# [WORK ITEM]
As soon as the line containing "pub struct Usage" appears in the material below, start returning lines exactly, and end with the line containing "by a plugin.".

# [GIVEN INFORMATION]
[Start of section]

use std::collections::HashMap;
use std::fmt;
use std::str::FromStr;

use chrono::{DateTime, Utc};
use secrecy::SecretString;
use serde::{Deserialize, Serialize};
use typed_builder::TypedBuilder;
use uuid::Uuid;

/// The author of a message.
#[derive(Debug, Clone, Copy, PartialEq, Eq, Serialize, Deserialize)]
#[serde(rename_all = "lowercase")]
pub enum MessageRole {
    System,
    User,
    Assistant,
}

/// A single chat message.
#[derive(Debug, Clone, PartialEq, Eq, Serialize, Deserialize)]
pub struct Message {
    pub role: MessageRole,
    pub content: String,
}

impl Message {
    pub fn new(role: MessageRole, content: impl Into<String>) -> Self {
        Self {
            role,
            content: content.into(),
        }
    }

    pub fn system(content: impl Into<String>) -> Self {
        Self::new(MessageRole::System, content)
    }

    pub fn user(content: impl Into<String>) -> Self {
        Self::new(MessageRole::User, content)
    }

    pub fn assistant(content: impl Into<String>) -> Self {
        Self::new(MessageRole::Assistant, content)
    }
}

/// Per-call options merged into the outgoing request at dispatch time.
///
/// `api_key` is the per-call authorization slot: when set it overrides the
/// client's static key for this call only and is dropped with the request.
/// `extra_args` are merged into the provider request body.
#[derive(Debug, Clone, Default)]
pub struct CallOptions {
    pub api_key: Option<SecretString>,
    pub extra_args: HashMap<String, serde_json::Value>,
}

impl CallOptions {
    #[must_use]
    pub const fn has_api_key(&self) -> bool {
        self.api_key.is_some()
    }
}

/// An outgoing model request, as handed to plugins just before dispatch.
///
/// # Examples
///
/// ```
/// use keyrelay_common::{Message, ModelRequest};
///
/// let request = ModelRequest::builder()
///     .messages(vec![Message::user("Hello!")])
///     .model("gpt-4o")
///     .temperature(0.2)
///     .build();
///
/// assert_eq!(request.model.as_deref(), Some("gpt-4o"));
/// assert!(request.validate().is_ok());
/// ```
#[derive(Debug, Clone, TypedBuilder)]
pub struct ModelRequest {
    /// Identifies this call in logs.
    #[builder(default = Uuid::new_v4())]
    pub invocation_id: Uuid,
    /// Model override. `None` uses the client's configured model.
    #[builder(default, setter(strip_option, into))]
    pub model: Option<String>,
    #[builder(setter(into))]
    pub messages: Vec<Message>,
    #[builder(default, setter(strip_option))]
    pub temperature: Option<f32>,
    #[builder(default, setter(strip_option))]
    pub max_tokens: Option<u32>,
    #[builder(default)]
    pub options: CallOptions,
}

impl ModelRequest {
    pub fn new(messages: impl Into<Vec<Message>>) -> Self {
        Self::builder().messages(messages).build()
    }

    #[must_use]
    pub fn with_model(mut self, model: impl Into<String>) -> Self {
        self.model = Some(model.into());
        self
    }

    #[must_use]
    pub fn with_extra_arg(mut self, key: impl Into<String>, value: serde_json::Value) -> Self {
        self.options.extra_args.insert(key.into(), value);
        self
    }

    /// Stores a credential in this call's authorization slot.
    pub fn set_api_key(&mut self, api_key: SecretString) {
        self.options.api_key = Some(api_key);
    }

    /// # Errors
    ///
    /// Returns an error if there are no messages or `temperature` is outside 0.0 to 2.0.
    pub fn validate(&self) -> anyhow::Result<()> {
        if self.messages.is_empty() {
            anyhow::bail!("Model request must have at least one message");
        }

        if let Some(temp) = self.temperature
            && !(0.0..=2.0).contains(&temp)
        {
            anyhow::bail!("Temperature must be between 0.0 and 2.0, got {temp}");
        }

        Ok(())
    }
}

/// Why the model stopped generating.
#[derive(Debug, Clone, Copy, PartialEq, Eq, Serialize, Deserialize)]
#[serde(rename_all = "snake_case")]
#[non_exhaustive]
pub enum FinishReason {
    Stop,
    Length,
    ToolCalls,
    ContentFilter,
}

impl fmt::Display for FinishReason {
    fn fmt(&self, f: &mut fmt::Formatter<'_>) -> fmt::Result {
        match self {
            Self::Stop => write!(f, "stop"),
            Self::Length => write!(f, "length"),
            Self::ToolCalls => write!(f, "tool_calls"),
            Self::ContentFilter => write!(f, "content_filter"),
        }
    }
}

impl FromStr for FinishReason {
    type Err = anyhow::Error;

    fn from_str(s: &str) -> Result<Self, Self::Err> {
        match s {
            // Anthropic spells these differently
            "stop" | "end_turn" | "stop_sequence" => Ok(Self::Stop),
            "length" | "max_tokens" => Ok(Self::Length),
            "tool_calls" | "tool_use" => Ok(Self::ToolCalls),
            "content_filter" => Ok(Self::ContentFilter),
            _ => anyhow::bail!("Unknown finish reason: {s}"),
        }
    }
}

/// Token usage for a completed call.
#[derive(Debug, Clone, PartialEq, Eq, Serialize, Deserialize)]
pub struct Usage {
    #[serde(alias = "input_tokens")]
    pub prompt_tokens: u32,
    #[serde(alias = "output_tokens")]
    pub completion_tokens: u32,
    pub total_tokens: u32,
}

/// The result of a model call, or a short-circuit response produced by a plugin.
#[derive(Debug, Clone, Serialize, Deserialize)]
pub struct ModelResponse {
    pub message: Message,
    pub model: String,
    pub finish_reason: Option<FinishReason>,
    pub usage: Option<Usage>,
    pub created_at: DateTime<Utc>,
    pub response_id: Option<String>,
}

impl ModelResponse {
    /// A plain assistant reply, as a plugin would return to skip the model call.
    pub fn text(model: impl Into<String>, content: impl Into<String>) -> Self {
        Self {
            message: Message::assistant(content),
            model: model.into(),
            finish_reason: Some(FinishReason::Stop),
            usage: None,
            created_at: Utc::now(),
            response_id: None,
        }
    }
}
//! # keyrelay-client
//!
//! Client library for LLM inference providers that can authenticate each call
//! with a credential forwarded from the inbound request.
//!
//! Every client implements [`LLMClient`]. Clients that accept forwarded
//! credentials also implement [`PassthroughCapable`] and expose it through
//! [`LLMClient::as_passthrough`]; callers dispatch through that reference
//! rather than probing the concrete type.
//!
//! Currently supports:
//! - OpenAI-compatible APIs (passthrough-capable)
//! - Anthropic messages API
//! - Model discovery against provider listing endpoints
//!
//! ## Example
//!
//! ```no_run
//! use keyrelay_client::{LLMClient, OpenAIClient};
//! use keyrelay_common::{Message, ModelConfig, ModelProvider, ModelRequest};
//! use secrecy::SecretString;
//!
//! # async fn example() -> anyhow::Result<()> {
//! let config = ModelConfig::new(ModelProvider::OpenAI, "gpt-4o")
//!     .with_base_url("http://litellm.internal:4000/v1")
//!     .with_api_key_passthrough(true);
//!
//! let client = OpenAIClient::new(config)?;
//!
//! let mut request = ModelRequest::new(vec![Message::user("Hello, world!")]);
//! if let Some(passthrough) = client.as_passthrough()
//!     && passthrough.api_key_passthrough() == Some(true)
//! {
//!     passthrough.set_passthrough_key(&mut request, SecretString::from("sk-caller".to_owned()));
//! }
//!
//! let response = client.chat(&request).await?;
//! println!("Response: {}", response.message.content);
//! # Ok(())
//! # }
//! ```

use std::sync::Arc;

use anyhow::Result;
use async_trait::async_trait;
use secrecy::SecretString;

use keyrelay_common::{ModelConfig, ModelRequest, ModelResponse};

pub mod anthropic;
pub mod auth;
pub mod discovery;
pub mod error;
mod http;
pub mod openai;

pub use anthropic::AnthropicClient;
pub use discovery::ModelDiscoverer;
pub use error::ClientError;
pub use openai::OpenAIClient;

/// Trait for LLM client implementations.
///
/// Implementations must be thread-safe (Send + Sync); a single client is
/// typically shared by every call an agent makes.
#[must_use = "LLMClient must be used to make requests"]
#[async_trait]
pub trait LLMClient: Send + Sync {
    /// The configuration used to build this client.
    fn config(&self) -> &ModelConfig;

    /// Send a chat completion request to the LLM.
    ///
    /// A credential in `request.options.api_key` authenticates this call in
    /// place of the configured static key.
    ///
    /// # Errors
    ///
    /// Returns an error if:
    /// - The request fails validation
    /// - No usable credential is available
    /// - Network communication fails
    /// - The API returns an error (authentication, rate limit, etc.)
    /// - The response cannot be parsed
    async fn chat(&self, request: &ModelRequest) -> Result<ModelResponse>;

    /// This client's passthrough capability, if it has one.
    fn as_passthrough(&self) -> Option<&dyn PassthroughCapable> {
        None
    }

    /// Validate a request before sending.
    ///
    /// # Errors
    ///
    /// Returns `ClientError::InvalidRequest` if validation fails.
    fn validate_request(&self, request: &ModelRequest) -> Result<()> {
        request
            .validate()
            .map_err(|e| ClientError::InvalidRequest(e.to_string()))?;
        Ok(())
    }
}

/// Capability of a client to authenticate a call with a forwarded credential.
///
/// The opt-in is a static property of the client; the credential itself is
/// stored on the individual request, so a shared client never carries one
/// caller's token into another call.
pub trait PassthroughCapable: Send + Sync {
    /// The client's opt-in flag. `None` and `Some(false)` both mean disabled.
    fn api_key_passthrough(&self) -> Option<bool>;

    /// Stores `token` as the credential for the call described by `request`.
    fn set_passthrough_key(&self, request: &mut ModelRequest, token: SecretString);
}

#[async_trait]
impl<C: LLMClient + ?Sized> LLMClient for Arc<C> {
    fn config(&self) -> &ModelConfig {
        (**self).config()
    }

    async fn chat(&self, request: &ModelRequest) -> Result<ModelResponse> {
        (**self).chat(request).await
    }

    fn as_passthrough(&self) -> Option<&dyn PassthroughCapable> {
        (**self).as_passthrough()
    }

    fn validate_request(&self, request: &ModelRequest) -> Result<()> {
        (**self).validate_request(request)
    }
}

[End of section]

# [ANSWER FOR THE TASK]
pub struct Usage {
    #[serde(alias = "input_tokens")]
    pub prompt_tokens: u32,
    #[serde(alias = "output_tokens")]
    pub completion_tokens: u32,
    pub total_tokens: u32,
}

/// The result of a model call, or a short-circuit response produced by a plugin.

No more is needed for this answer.